Meski diakui sebagai salah satu pelatih terbaik saat ini, Tuchel tidak melulu mendapatkan apa yang diinginkannya kala menangani sebuah tim. Ia meniti karier sebagai pelatih dari level yunior hingga sukses di Chelsea.
Oleh
MUHAMMAD IKHSAN MAHAR
·5 menit baca
AFP/GIUSEPPE CACACE
Pelatih Chelsea Thomas Tuchel menyentuh trofi juara Piala Dunia Antarklub 2021 setelah timnya mengalahkan Palmeiras pada laga final 2021 di Stadion Mohammed bin Zayed, Abu Dhabi, Minggu (12/2/2022) dini hari WIB. Chelsea mengalahkan Palmeiras dengan skor 2-1.
Keberhasilan Chelsea menjadi juara dunia berkat trofi Piala Dunia Antarklub 2021, Sabtu (12/2/2022), adalah hasil dari keteguhan Thomas Tuchel (48) yang selalu menuntut kesempurnaan. Manajer kelahiran Krumbach, Jerman, itu pernah dimusuhi, dicampakkan, hingga diremehkan karena konsistensi untuk memperhatikan detail demi menghadirkan kejayaan bagi tim yang diasuhnya.
Kala menangani Mainz 05, tim profesional pertama yang dilatihnya, Tuchel tercatat sebagai pelatih tersukses tim itu berkat dua kali menembus zona Liga Europa di Bundesliga. Namun, kebersamaan itu berakhir dengan nilai merah. Hubungannya dengan Direktur Olahraga Mainz Christian Heidel memburuk akibat kebijakan transfer pemain.
Hal serupa terjadi ketika menangani Borussia Dortmund pada periode 2015 hingga 2018. Setelah membantu ”Die Borussen” mengakhiri kekeringan trofi dengan raihan Piala Jerman 2016-2017, Tuchel terlibat konflik dengan CEO Dortmund Hans-Joachim Watzke.
Retaknya hubungan Tuchel dengan Watzke disebabkan persetujuan Watzke memainkan laga pertama perempat final Liga Champions kontra AS Monaco, 12 April 2017. Jadwal laga itu hanya sehari setelah bus skuad Dortmund mengalami serangan teror. Watzke bahkan menilai Tuchel sebagai sosok yang sulit dipahami.
Di Paris Saint-Germain, Tuchel juga mengalami relasi yang buruk dengan Direktur Olahraga PSG Leonardo sejak awal 2019. Tuchel menggambarkan dirinya di PSG sebagai ”menteri olahraga” karena diwajibkan menganakemaskan para megabintang, seperti Kylian Mbappe dan Neymar Jr.

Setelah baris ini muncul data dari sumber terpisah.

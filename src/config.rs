//! Configuration management for the resume portfolio generator

use crate::error::{PortfolioError, Result};
use serde::{Deserialize, Serialize};
use std::path::{Path, PathBuf};

#[derive(Debug, Clone, PartialEq, Serialize, Deserialize)]
pub struct Config {
    pub extraction: ExtractionConfig,
    pub output: OutputConfig,
}

/// Tunable constants used by the extraction pipeline.
#[derive(Debug, Clone, PartialEq, Serialize, Deserialize)]
#[serde(default)]
pub struct ExtractionConfig {
    /// Leading characters searched for the candidate's name
    pub name_window_chars: usize,
    /// Leading characters searched for the job title
    pub title_window_chars: usize,
    /// Minimum content length for a section match to count
    pub min_section_chars: usize,
    pub summary_min_chars: usize,
    pub summary_max_chars: usize,
    pub max_experience_entries: usize,
    pub max_project_entries: usize,
    /// Characters after a project's title line scanned for technologies
    pub project_tech_window_chars: usize,
    pub fallback_title: String,
    pub fallback_email: String,
    /// Owner used when synthesizing a repository link for a project
    pub placeholder_repo_owner: String,
}

#[derive(Debug, Clone, PartialEq, Serialize, Deserialize)]
pub struct OutputConfig {
    pub format: OutputFormat,
    pub detailed: bool,
    pub color_output: bool,
    pub pretty_json: bool,
}

#[derive(Debug, Clone, Copy, PartialEq, Eq, Serialize, Deserialize)]
pub enum OutputFormat {
    Console,
    Json,
    Markdown,
    Html,
}

impl Default for ExtractionConfig {
    fn default() -> Self {
        Self {
            name_window_chars: 500,
            title_window_chars: 800,
            min_section_chars: 10,
            summary_min_chars: 30,
            summary_max_chars: 2000,
            max_experience_entries: 5,
            max_project_entries: 5,
            project_tech_window_chars: 200,
            fallback_title: "Software Engineer".to_string(),
            fallback_email: "user@example.com".to_string(),
            placeholder_repo_owner: "username".to_string(),
        }
    }
}

impl Default for OutputConfig {
    fn default() -> Self {
        Self {
            format: OutputFormat::Console,
            detailed: false,
            color_output: true,
            pretty_json: true,
        }
    }
}

impl Default for Config {
    fn default() -> Self {
        Self {
            extraction: ExtractionConfig::default(),
            output: OutputConfig::default(),
        }
    }
}

impl Config {
    /// Load from `config_path`, writing defaults there on first use.
    pub fn load_from(config_path: &Path) -> Result<Self> {
        if config_path.exists() {
            let content = std::fs::read_to_string(config_path)?;
            let config: Config = toml::from_str(&content)
                .map_err(|e| PortfolioError::Configuration(format!("Failed to parse config: {}", e)))?;
            Ok(config)
        } else {
            let config = Self::default();
            config.save_to(config_path)?;
            Ok(config)
        }
    }

    pub fn save_to(&self, config_path: &Path) -> Result<()> {
        if let Some(parent) = config_path.parent() {
            std::fs::create_dir_all(parent)?;
        }

        let content = toml::to_string_pretty(self)
            .map_err(|e| PortfolioError::Configuration(format!("Failed to serialize config: {}", e)))?;

        std::fs::write(config_path, content)?;
        Ok(())
    }

    pub fn config_path() -> PathBuf {
        dirs::config_dir()
            .unwrap_or_else(|| dirs::home_dir().unwrap_or_else(|| PathBuf::from(".")))
            .join("resume-portfolio")
            .join("config.toml")
    }
}

#[cfg(test)]
mod tests {
    use super::*;

    #[test]
    fn test_default_extraction_constants() {
        let config = ExtractionConfig::default();
        assert_eq!(config.name_window_chars, 500);
        assert_eq!(config.title_window_chars, 800);
        assert_eq!(config.max_experience_entries, 5);
        assert_eq!(config.fallback_title, "Software Engineer");
        assert_eq!(config.fallback_email, "user@example.com");
    }

    #[test]
    fn test_toml_roundtrip_keeps_values() {
        let mut config = Config::default();
        config.extraction.max_project_entries = 3;
        config.output.format = OutputFormat::Markdown;

        let text = toml::to_string_pretty(&config).unwrap();
        let parsed: Config = toml::from_str(&text).unwrap();
        assert_eq!(parsed, config);
    }

    #[test]
    fn test_partial_extraction_table_uses_defaults() {
        let text = r#"
[extraction]
max_experience_entries = 2

[output]
format = "Json"
detailed = true
color_output = false
pretty_json = false
"#;
        let parsed: Config = toml::from_str(text).unwrap();
        assert_eq!(parsed.extraction.max_experience_entries, 2);
        assert_eq!(parsed.extraction.name_window_chars, 500);
        assert_eq!(parsed.output.format, OutputFormat::Json);
    }

    #[test]
    fn test_load_from_creates_missing_file() {
        let dir = tempfile::tempdir().unwrap();
        let path = dir.path().join("nested").join("config.toml");

        let config = Config::load_from(&path).unwrap();
        assert!(path.exists());
        assert_eq!(config, Config::default());
    }
}
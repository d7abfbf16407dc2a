//! Resume portfolio library

pub mod cli;
pub mod config;
pub mod error;
pub mod input;
pub mod output;
pub mod processing;

pub use config::Config;
pub use error::{PortfolioError, Result};
pub use processing::parser::{extract_profile, ResumeParser};
pub use processing::profile::ResumeProfile;
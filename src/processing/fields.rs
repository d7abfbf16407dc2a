//! Single-value field extractors: name, title, contact details and summary

use crate::config::ExtractionConfig;
use crate::processing::normalizer::leading_chars;
use crate::processing::profile::ProfileLinks;
use crate::processing::sections::{is_known_heading, SectionKind, SectionSegmenter};
use log::debug;
use regex::Regex;
use unicode_segmentation::UnicodeSegmentation;

/// Strings that only show up when a binary container leaked into the text.
const ARTIFACT_MARKERS: &[&str] = &["endobj", "xmp", "xref", "/filter", "flatedecode", "obj <<"];

/// Where a name rule looks for its candidate.
#[derive(Debug, Clone, Copy)]
enum NameScope {
    /// The leading window of the document
    Window,
    /// Each of the first N non-empty lines, tried separately
    LeadingLines(usize),
}

struct NameRule {
    label: &'static str,
    pattern: Regex,
    scope: NameScope,
    /// Candidate is written in capitals and gets title-cased before validation
    all_caps: bool,
}

struct TitleRule {
    label: &'static str,
    pattern: Regex,
    /// Capture group holding the title; 0 means the whole match
    group: usize,
}

pub struct FieldExtractor {
    name_window_chars: usize,
    title_window_chars: usize,
    summary_min_chars: usize,
    summary_max_chars: usize,
    fallback_title: String,
    fallback_email: String,
    segmenter: SectionSegmenter,
    name_rules: Vec<NameRule>,
    name_shape_regex: Regex,
    name_reject_regex: Regex,
    title_rules: Vec<TitleRule>,
    labeled_email_regex: Regex,
    email_regex: Regex,
    phone_regex: Regex,
    github_regex: Regex,
    linkedin_regex: Regex,
    url_regex: Regex,
    bullet_regex: Regex,
    whitespace_regex: Regex,
}

impl Default for FieldExtractor {
    fn default() -> Self {
        Self::new(&ExtractionConfig::default())
    }
}

impl FieldExtractor {
    pub fn new(config: &ExtractionConfig) -> Self {
        Self {
            name_window_chars: config.name_window_chars,
            title_window_chars: config.title_window_chars,
            summary_min_chars: config.summary_min_chars,
            summary_max_chars: config.summary_max_chars,
            fallback_title: config.fallback_title.clone(),
            fallback_email: config.fallback_email.clone(),
            segmenter: SectionSegmenter::new(config.min_section_chars),
            name_rules: Self::name_rules(),
            name_shape_regex: Regex::new(r"^[A-Z][a-z]+[ \t]+[A-Z][a-z]+")
                .expect("Invalid name shape regex"),
            name_reject_regex: Regex::new(
                r"(?i)\b(?:engineer|developer|manager|analyst|specialist|consultant|designer|resume|curriculum|vitae|cv|document|page)\b",
            )
            .expect("Invalid name reject regex"),
            title_rules: Self::title_rules(),
            labeled_email_regex: Regex::new(
                r"(?i)\be-?mail[ \t]*:?[ \t]*([A-Za-z0-9._%+-]+@[A-Za-z0-9.-]+\.[A-Za-z]{2,})",
            )
            .expect("Invalid labeled email regex"),
            email_regex: Regex::new(r"[a-zA-Z0-9._%+-]+@[a-zA-Z0-9.-]+\.[a-zA-Z]{2,}")
                .expect("Invalid email regex"),
            phone_regex: Regex::new(
                r"(?:\+?1[-. ]?)?(?:\([0-9]{3}\)|\b[0-9]{3})[-. ]?[0-9]{3}[-. ]?[0-9]{4}\b",
            )
            .expect("Invalid phone regex"),
            github_regex: Regex::new(
                r"(?i)\b(?:https?://)?(?:www\.)?github\.com/[A-Za-z0-9_.-]+(?:/[A-Za-z0-9_.-]+)?",
            )
            .expect("Invalid GitHub regex"),
            linkedin_regex: Regex::new(
                r"(?i)\b(?:https?://)?(?:[a-z]{2,3}\.)?linkedin\.com/in/[A-Za-z0-9_%-]+/?",
            )
            .expect("Invalid LinkedIn regex"),
            url_regex: Regex::new(r#"https?://[^\s<>()\[\]"',]+"#).expect("Invalid URL regex"),
            bullet_regex: Regex::new(r"^[•*\-][ \t]*").expect("Invalid bullet regex"),
            whitespace_regex: Regex::new(r"\s+").expect("Invalid whitespace regex"),
        }
    }

    fn name_rules() -> Vec<NameRule> {
        let rule = |label, pattern: &str, scope, all_caps| NameRule {
            label,
            pattern: Regex::new(pattern).expect("Invalid name rule regex"),
            scope,
            all_caps,
        };

        vec![
            rule(
                "title case at start",
                r"\A[ \t]*([A-Z][a-z]+(?:[ \t]+[A-Z][a-z]+){1,2})[ \t]*(?:\n|\z)",
                NameScope::Window,
                false,
            ),
            rule(
                "all caps at start",
                r"\A[ \t]*([A-Z]{2,}(?:[ \t]+[A-Z]{2,}){1,2})[ \t]*(?:\n|\z)",
                NameScope::Window,
                true,
            ),
            rule(
                "labeled",
                r"(?m)^[ \t]*(?i:full[ \t]+name|name)[ \t]*:[ \t]*([A-Z][a-z]+(?:[ \t]+[A-Z][a-z]+){1,2})",
                NameScope::Window,
                false,
            ),
            rule(
                "before contact line",
                r"(?m)^[ \t]*([A-Z][a-z]+(?:[ \t]+[A-Z][a-z]+){1,2})[ \t]*\n[^\n]*(?:@|\+\d|\d{3})",
                NameScope::Window,
                false,
            ),
            rule(
                "leading lines",
                r"^([A-Z][a-zA-Z]+(?:[ \t]+[A-Z][a-zA-Z]+){1,2})$",
                NameScope::LeadingLines(2),
                false,
            ),
        ]
    }

    fn title_rules() -> Vec<TitleRule> {
        let rule = |label, pattern: &str, group| TitleRule {
            label,
            pattern: Regex::new(pattern).expect("Invalid title rule regex"),
            group,
        };

        vec![
            rule(
                "seniority + discipline + role",
                r"(?i)\b(?:senior|sr\.?|junior|jr\.?|lead|principal|staff|chief)[ \t]+(?:software|web|full[ \t-]?stack|front[ \t-]?end|back[ \t-]?end|mobile|platform|cloud|data|devops|qa|security|systems?)[ \t]+(?:engineer|developer|programmer|architect)\b",
                0,
            ),
            rule(
                "discipline + role",
                r"(?i)\b(?:software|web|full[ \t-]?stack|front[ \t-]?end|back[ \t-]?end|mobile|platform|embedded|game|ios|android)[ \t]+(?:engineer|developer|programmer|architect)\b",
                0,
            ),
            rule(
                "data role",
                r"(?i)\b(?:(?:senior|lead)[ \t]+)?(?:data|machine[ \t]+learning|ai|ml|research)[ \t]+(?:scientist|engineer|analyst)\b",
                0,
            ),
            rule(
                "manager",
                r"(?i)\b(?:(?:senior|associate)[ \t]+)?(?:product|project|program|engineering|marketing|sales|operations)[ \t]+manager\b",
                0,
            ),
            rule(
                "infrastructure engineer",
                r"(?i)\b(?:senior[ \t]+)?(?:devops|cloud|infrastructure|site[ \t]+reliability|security|network)[ \t]+engineer\b",
                0,
            ),
            rule(
                "designer",
                r"(?i)\b(?:(?:senior|lead)[ \t]+)?(?:ux/ui|ui/ux|ux|ui|product|graphic|visual|interaction)[ \t]+designer\b",
                0,
            ),
            rule(
                "isolated title line",
                r"(?m)^[ \t]*([A-Z][a-z]+(?:[ \t]+[A-Z][a-z]+)*[ \t]+(?:Engineer|Developer|Manager|Analyst|Designer|Scientist|Consultant|Architect|Accountant|Specialist|Director|Coordinator))[ \t]*$",
                1,
            ),
        ]
    }

    /// Candidate's name from the top of the document, or an empty string.
    pub fn extract_name(&self, text: &str) -> String {
        let window = leading_chars(text, self.name_window_chars);

        for rule in &self.name_rules {
            let haystacks: Vec<&str> = match rule.scope {
                NameScope::Window => vec![window],
                NameScope::LeadingLines(count) => window
                    .lines()
                    .map(str::trim)
                    .filter(|line| !line.is_empty())
                    .take(count)
                    .collect(),
            };

            for haystack in haystacks {
                for caps in rule.pattern.captures_iter(haystack) {
                    let Some(raw) = caps.get(1) else { continue };
                    let mut candidate = self.collapse(raw.as_str());
                    if rule.all_caps {
                        candidate = title_case(&candidate);
                    }
                    if self.is_valid_name(&candidate) {
                        debug!("Name matched by rule '{}'", rule.label);
                        return candidate;
                    }
                }
            }
        }

        debug!("No valid name found in document content");
        String::new()
    }

    fn is_valid_name(&self, candidate: &str) -> bool {
        let length = candidate.chars().count();
        (4..50).contains(&length)
            && self.name_shape_regex.is_match(candidate)
            && !self.name_reject_regex.is_match(candidate)
            && !is_known_heading(candidate)
    }

    /// Job title from the top of the document, falling back to the
    /// configured default title.
    pub fn extract_title(&self, text: &str) -> String {
        let window = leading_chars(text, self.title_window_chars);

        for rule in &self.title_rules {
            if let Some(found) = rule
                .pattern
                .captures(window)
                .and_then(|caps| caps.get(rule.group))
            {
                debug!("Title matched by rule '{}'", rule.label);
                return self.collapse(found.as_str());
            }
        }

        self.fallback_title.clone()
    }

    /// Email address, preferring an `Email:` labeled occurrence.
    pub fn extract_email(&self, text: &str) -> String {
        if let Some(labeled) = self
            .labeled_email_regex
            .captures(text)
            .and_then(|caps| caps.get(1))
        {
            return labeled.as_str().to_string();
        }

        self.email_regex
            .find(text)
            .map(|m| m.as_str().to_string())
            .unwrap_or_else(|| self.fallback_email.clone())
    }

    pub fn extract_phone(&self, text: &str) -> Option<String> {
        self.phone_regex
            .find(text)
            .map(|m| m.as_str().trim().to_string())
    }

    pub fn extract_links(&self, text: &str) -> ProfileLinks {
        let github = self
            .github_regex
            .find(text)
            .map(|m| with_scheme(trim_url(m.as_str())));
        let linkedin = self
            .linkedin_regex
            .find(text)
            .map(|m| with_scheme(trim_url(m.as_str())));
        let website = self
            .url_regex
            .find_iter(text)
            .map(|m| trim_url(m.as_str()))
            .find(|url| {
                let lower = url.to_lowercase();
                !lower.contains("github.com") && !lower.contains("linkedin.com")
            })
            .map(str::to_string);

        ProfileLinks {
            github,
            linkedin,
            website,
        }
    }

    /// Body of the first Summary/About/Objective/Profile section that reads
    /// like prose, or an empty string.
    pub fn extract_summary(&self, text: &str) -> String {
        for alias in SectionKind::Summary.aliases() {
            let Some(section) = self.segmenter.find_section(text, &[alias]) else {
                continue;
            };

            let summary = self.clean_summary(&section);
            if self.is_valid_summary(&summary) {
                debug!("Summary found under '{}' heading", alias);
                return summary;
            }
            debug!("Rejected summary candidate under '{}' heading", alias);
        }

        String::new()
    }

    fn clean_summary(&self, section: &str) -> String {
        let joined = section
            .lines()
            .map(|line| self.bullet_regex.replace(line.trim(), "").to_string())
            .filter(|line| !line.is_empty())
            .collect::<Vec<_>>()
            .join(" ");
        self.collapse(&joined)
    }

    fn is_valid_summary(&self, summary: &str) -> bool {
        let length = summary.chars().count();
        if length < self.summary_min_chars || length > self.summary_max_chars {
            return false;
        }

        let lower = summary.to_lowercase();
        if ARTIFACT_MARKERS.iter().any(|marker| lower.contains(marker)) {
            return false;
        }

        let visible = summary.chars().filter(|c| !c.is_whitespace()).count();
        let letters = summary.chars().filter(|c| c.is_alphabetic()).count();
        if letters * 2 < visible {
            return false;
        }

        summary.unicode_words().count() >= 3
    }

    fn collapse(&self, text: &str) -> String {
        self.whitespace_regex.replace_all(text.trim(), " ").to_string()
    }
}

fn title_case(text: &str) -> String {
    text.split_whitespace()
        .map(|word| {
            let mut chars = word.chars();
            match chars.next() {
                Some(first) => first.to_uppercase().chain(chars.flat_map(char::to_lowercase)).collect(),
                None => String::new(),
            }
        })
        .collect::<Vec<String>>()
        .join(" ")
}

fn trim_url(url: &str) -> &str {
    url.trim_end_matches(['.', ',', ';', ':', ')', '/'])
}

fn with_scheme(url: &str) -> String {
    if url.to_lowercase().starts_with("http") {
        url.to_string()
    } else {
        format!("https://{}", url)
    }
}
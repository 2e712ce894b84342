//local shortcuts
use crate::*;

//third-party shortcuts
use tokio::sync::mpsc;
use tokio::sync::mpsc::error::TrySendError;

//standard shortcuts
use core::fmt::Debug;
use std::sync::Arc;

//-------------------------------------------------------------------------------------------------------------------

/// Make a chat history queue that feeds `store`.
///
/// Entries are appended one at a time in the order they were queued. The [`ChatLogWriter`] must be spawned; it
/// runs until every [`ChatLogSender`] is dropped.
pub fn chat_log_channel(store: Arc<dyn CredentialStore>, capacity: usize) -> (ChatLogSender, ChatLogWriter)
{
    let (sender, receiver) = mpsc::channel(capacity.max(1));
    (ChatLogSender{ sender }, ChatLogWriter{ store, receiver })
}

//-------------------------------------------------------------------------------------------------------------------

/// Queues chat history entries without waiting on the store.
#[derive(Debug, Clone)]
pub struct ChatLogSender
{
    sender: mpsc::Sender<ChatLogEntry>,
}

impl ChatLogSender
{
    /// Queue an entry.
    /// - Returns `false` if the entry was dropped because the queue is full or the writer stopped.
    pub fn try_log(&self, entry: ChatLogEntry) -> bool
    {
        match self.sender.try_send(entry)
        {
            Ok(()) => true,
            Err(TrySendError::Full(entry)) =>
            {
                tracing::warn!(sender = %entry.sender, "chat log queue is full, dropping entry");
                false
            }
            Err(TrySendError::Closed(_)) =>
            {
                tracing::warn!("chat log writer stopped, dropping entry");
                false
            }
        }
    }
}

//-------------------------------------------------------------------------------------------------------------------

/// Appends queued entries to the store, one at a time.
#[derive(Debug)]
pub struct ChatLogWriter
{
    store: Arc<dyn CredentialStore>,
    receiver: mpsc::Receiver<ChatLogEntry>,
}

impl ChatLogWriter
{
    pub async fn run(mut self)
    {
        while let Some(entry) = self.receiver.recv().await
        {
            if let Err(err) = self.store.log_chat(entry).await
            {
                tracing::warn!(?err, "failed to log chat message");
            }
        }
        tracing::debug!("chat log writer stopped");
    }
}

//-------------------------------------------------------------------------------------------------------------------
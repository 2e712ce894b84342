//local shortcuts
use crate::*;

//third-party shortcuts

//standard shortcuts
use core::fmt::Debug;
use std::net::SocketAddr;

//-------------------------------------------------------------------------------------------------------------------

/// Emitted by servers as sessions move through their lifecycle.
///
/// Reports for one session arrive in order: `Connected`, then optionally `Authenticated`, then `Disconnected`.
#[derive(Debug, Clone, Eq, PartialEq)]
pub enum ServerReport
{
    /// A connection was accepted.
    Connected(SessionId, SocketAddr),
    /// The session logged in and is now registered under the nickname.
    Authenticated(SessionId, String),
    /// The session closed. Its registry entry (if any) has been removed.
    Disconnected(SessionId),
}

//-------------------------------------------------------------------------------------------------------------------
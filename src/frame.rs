//local shortcuts
use crate::*;

//third-party shortcuts
use bincode::Options;
use tokio::io::{AsyncRead, AsyncReadExt, AsyncWrite, AsyncWriteExt};

//standard shortcuts


//-------------------------------------------------------------------------------------------------------------------

/// Number of bytes in a frame's length prefix.
pub const FRAME_HEADER_BYTES: usize = 4;

//-------------------------------------------------------------------------------------------------------------------
//-------------------------------------------------------------------------------------------------------------------

fn map_bincode_error(err: bincode::Error, limit: u32, fallback: FrameError) -> FrameError
{
    match *err
    {
        bincode::ErrorKind::SizeLimit => FrameError::Oversized(limit as u64 + 1),
        _ => fallback,
    }
}

//-------------------------------------------------------------------------------------------------------------------
//-------------------------------------------------------------------------------------------------------------------

/// Encode an envelope as one frame: a big-endian `u32` payload length followed by the bincode payload.
///
/// Fails with [`FrameError::Oversized`] if the payload would exceed `max_msg_size` bytes.
pub fn encode_envelope(envelope: &Envelope, max_msg_size: u32) -> Result<Vec<u8>, FrameError>
{
    let payload = bincode::DefaultOptions::new()
        .with_limit(max_msg_size as u64)
        .serialize(envelope)
        .map_err(|err| map_bincode_error(err, max_msg_size, FrameError::Encode))?;

    let mut frame = Vec::with_capacity(FRAME_HEADER_BYTES + payload.len());
    frame.extend_from_slice(&(payload.len() as u32).to_be_bytes());
    frame.extend_from_slice(&payload);
    Ok(frame)
}

//-------------------------------------------------------------------------------------------------------------------

/// Decode a frame payload (without the length prefix).
pub fn decode_envelope(payload: &[u8], max_msg_size: u32) -> Result<Envelope, FrameError>
{
    bincode::DefaultOptions::new()
        .with_limit(max_msg_size as u64)
        .deserialize(payload)
        .map_err(|err| map_bincode_error(err, max_msg_size, FrameError::Decode))
}

//-------------------------------------------------------------------------------------------------------------------

/// Read the next envelope from a stream.
///
/// Returns `Ok(None)` if the stream ends before a new frame starts. Frames that declare a payload larger than
/// `max_msg_size` are rejected without reading the payload.
///
/// Not cancel-safe: dropping the future mid-frame leaves the stream at an unknown offset.
pub async fn read_envelope<R>(reader: &mut R, max_msg_size: u32) -> Result<Option<Envelope>, FrameError>
where
    R: AsyncRead + Unpin,
{
    let mut header = [0u8; FRAME_HEADER_BYTES];
    match reader.read_exact(&mut header).await
    {
        Ok(_) => (),
        Err(err) if err.kind() == std::io::ErrorKind::UnexpectedEof => return Ok(None),
        Err(err) => return Err(FrameError::Io(err)),
    }

    let payload_len = u32::from_be_bytes(header);
    if payload_len > max_msg_size { return Err(FrameError::Oversized(payload_len as u64)); }

    let mut payload = vec![0u8; payload_len as usize];
    reader.read_exact(&mut payload).await?;

    decode_envelope(&payload, max_msg_size).map(Some)
}

//-------------------------------------------------------------------------------------------------------------------

/// Write an already-encoded frame and flush it.
pub async fn write_frame<W>(writer: &mut W, frame: &[u8]) -> Result<(), FrameError>
where
    W: AsyncWrite + Unpin,
{
    writer.write_all(frame).await?;
    writer.flush().await?;
    Ok(())
}

//-------------------------------------------------------------------------------------------------------------------

/// Encode an envelope and write it as one frame.
pub async fn write_envelope<W>(writer: &mut W, envelope: &Envelope, max_msg_size: u32) -> Result<(), FrameError>
where
    W: AsyncWrite + Unpin,
{
    let frame = encode_envelope(envelope, max_msg_size)?;
    write_frame(writer, &frame).await
}

//-------------------------------------------------------------------------------------------------------------------
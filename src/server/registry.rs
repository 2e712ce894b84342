//local shortcuts
use crate::*;

//third-party shortcuts

//standard shortcuts
use core::fmt::Debug;
use std::collections::HashMap;
use std::collections::hash_map::Entry;
use std::sync::{Arc, Mutex, MutexGuard};

//-------------------------------------------------------------------------------------------------------------------

/// Directory of online users: nickname -> live authenticated session.
///
/// Clones share the same directory. Every access goes through one mutex, so inserts, removals, and snapshots are
/// linearizable. The lock is never held across an `.await`.
#[derive(Debug, Clone, Default)]
pub struct SessionRegistry
{
    sessions: Arc<Mutex<HashMap<String, SessionHandle>>>,
}

impl SessionRegistry
{
    /// Make an empty registry.
    pub fn new() -> Self
    {
        Self::default()
    }

    fn lock(&self) -> MutexGuard<'_, HashMap<String, SessionHandle>>
    {
        // entries are only inserted/removed whole, so a poisoned map is still consistent
        self.sessions.lock().unwrap_or_else(|poisoned| poisoned.into_inner())
    }

    /// Register a session under a nickname.
    ///
    /// If the nickname is owned by a session whose writer already stopped, that stale entry is replaced.
    /// Otherwise the policy decides: [`DuplicateLoginPolicy::Reject`] fails with [`RegistryError::NicknameTaken`],
    /// [`DuplicateLoginPolicy::ReplaceExisting`] overwrites the entry and returns the displaced handle so the
    /// caller can close it.
    pub fn insert(
        &self,
        nickname : &str,
        handle   : SessionHandle,
        policy   : DuplicateLoginPolicy
    ) -> Result<Option<SessionHandle>, RegistryError>
    {
        let mut sessions = self.lock();
        match sessions.entry(String::from(nickname))
        {
            Entry::Vacant(entry) =>
            {
                entry.insert(handle);
                Ok(None)
            }
            Entry::Occupied(mut entry) =>
            {
                if entry.get().is_closed()
                {
                    tracing::debug!(nickname, stale_id = entry.get().id(), "replacing stale registry entry");
                    entry.insert(handle);
                    return Ok(None);
                }

                match policy
                {
                    DuplicateLoginPolicy::Reject => Err(RegistryError::NicknameTaken(String::from(nickname))),
                    DuplicateLoginPolicy::ReplaceExisting => Ok(Some(entry.insert(handle))),
                }
            }
        }
    }

    /// Unregister a nickname, but only if it is still owned by session `id`.
    /// - Returns `true` if an entry was removed.
    pub fn remove(&self, nickname: &str, id: SessionId) -> bool
    {
        let mut sessions = self.lock();
        let Some(handle) = sessions.get(nickname) else { return false; };
        if handle.id() != id { return false; }
        sessions.remove(nickname);
        true
    }

    /// Point-in-time copy of the directory.
    pub fn snapshot(&self) -> Vec<(String, SessionHandle)>
    {
        self.lock()
            .iter()
            .map(|(nickname, handle)| (nickname.clone(), handle.clone()))
            .collect()
    }

    /// Get the session registered under a nickname.
    pub fn get(&self, nickname: &str) -> Option<SessionHandle>
    {
        self.lock().get(nickname).cloned()
    }

    /// Test if a nickname is registered.
    pub fn contains(&self, nickname: &str) -> bool
    {
        self.lock().contains_key(nickname)
    }

    /// Registered nicknames, sorted.
    pub fn nicknames(&self) -> Vec<String>
    {
        let mut nicknames: Vec<String> = self.lock().keys().cloned().collect();
        nicknames.sort_unstable();
        nicknames
    }

    /// Number of registered sessions.
    pub fn len(&self) -> usize
    {
        self.lock().len()
    }

    /// Test if no session is registered.
    pub fn is_empty(&self) -> bool
    {
        self.lock().is_empty()
    }
}

//-------------------------------------------------------------------------------------------------------------------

”Sangat penting bagi Thomas (Tuchel) untuk mengambil bagian dari seluruh keputusan klub. Ia adalah sosok perfeksionis,” kenang Heidel, mantan bosnya di Mainz, kepada The Guardian.
AP/POOL/PAUL CHILDS
Pelatih Chelsea Thomas Tuchel memberikan instruksi kepada anak buahnya saat melawan Newcastle United di Stadion Stamford Bridge, London, Inggris, Selasa (16/2/2021) dini hari WIB. Kemenangan ini menandai catatan tak terkalahkan Chelsea di Liga Inggris selama diasuh Tuchel, dengan empat kemenangan dan sekali imbang.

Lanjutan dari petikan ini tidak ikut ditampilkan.